Staking a principled hard-left position on campaign finance, the New York Times wailed over President Obama’s reversal on Super PAC's in its lead editorial Wednesday, “Another Campaign for Sale – President Obama reverses position and joins the sleazy ‘Super PAC’ money race.” (Yet the paper's news coverage failed to highlight those hypocrisies.)
Two years ago, while delivering his State of the Union address, President Obama looked the Supreme Court justices in the face and told them they were wrong to have allowed special interests to spend without limits on campaigns. “I don’t think American elections should be bankrolled by America’s most powerful interests,” he said. “They should be decided by the American people.”
On Monday, the president abandoned that fundamental principle and gave in to the culture of the Citizens United decision that he once denounced as a “threat to our democracy.”
His aides announced that the Obama campaign would begin to assist the “super PAC” that can raise and spend unlimited sums to support the president’s re-election effort. Even White House and cabinet officials are expected to appear at fund-raising events for Priorities USA Action.

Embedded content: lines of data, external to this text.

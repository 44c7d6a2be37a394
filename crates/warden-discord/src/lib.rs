//! Warden Discord transport
//!
//! Renders notification payloads as Discord embeds and posts them to
//! channel webhooks.

pub mod embed;
pub mod notifier;

pub use embed::Embed;
pub use notifier::DiscordNotifier;
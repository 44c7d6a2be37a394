//! Turning configured corporation ids into full [`Corporation`] records.

use tracing::{debug, info};

use crate::config::TrackedCorporation;
use crate::error::WardenResult;
use crate::model::Corporation;
use crate::ports::WarApi;

/// Look up every tracked corporation, keeping configuration order.
///
/// Any failed lookup fails the whole resolution.
pub async fn resolve_tracked(
    api: &dyn WarApi,
    tracked: &[TrackedCorporation],
) -> WardenResult<Vec<Corporation>> {
    let mut corporations = Vec::with_capacity(tracked.len());
    for entry in tracked {
        let mut corporation = api.corporation(entry.corporation_id).await?;
        if let Some(war_eligible) = entry.war_eligible {
            corporation.war_eligible = war_eligible;
        }
        debug!(
            corporation_id = %corporation.corporation_id,
            name = %corporation.name,
            war_eligible = corporation.war_eligible,
            "Resolved tracked corporation"
        );
        corporations.push(corporation);
    }

    info!(
        tracked = corporations.len(),
        eligible = corporations.iter().filter(|c| c.war_eligible).count(),
        "Tracked corporations resolved"
    );
    Ok(corporations)
}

The announcement fully implicates the president, his campaign and his administration in the pollution of the political system unleashed by Citizens United and related court decisions. Corporations, unions and wealthy individuals are already writing huge checks -- with no restrictions -- to political action committees supporting individual candidates, which have become bag men for campaigns that still nominally operate under federal limits.
....
But now Mr. Obama has given up that higher ground. He had already undermined the public financing system for presidential campaigns by refusing to use it in 2008, but this is much worse. In that campaign, he at least forswore money from independent groups and lobbyists. Now he is relying on a super PAC that can accept money from anyone.
He is also telling the country that simply getting re-elected is bigger than standing on principle.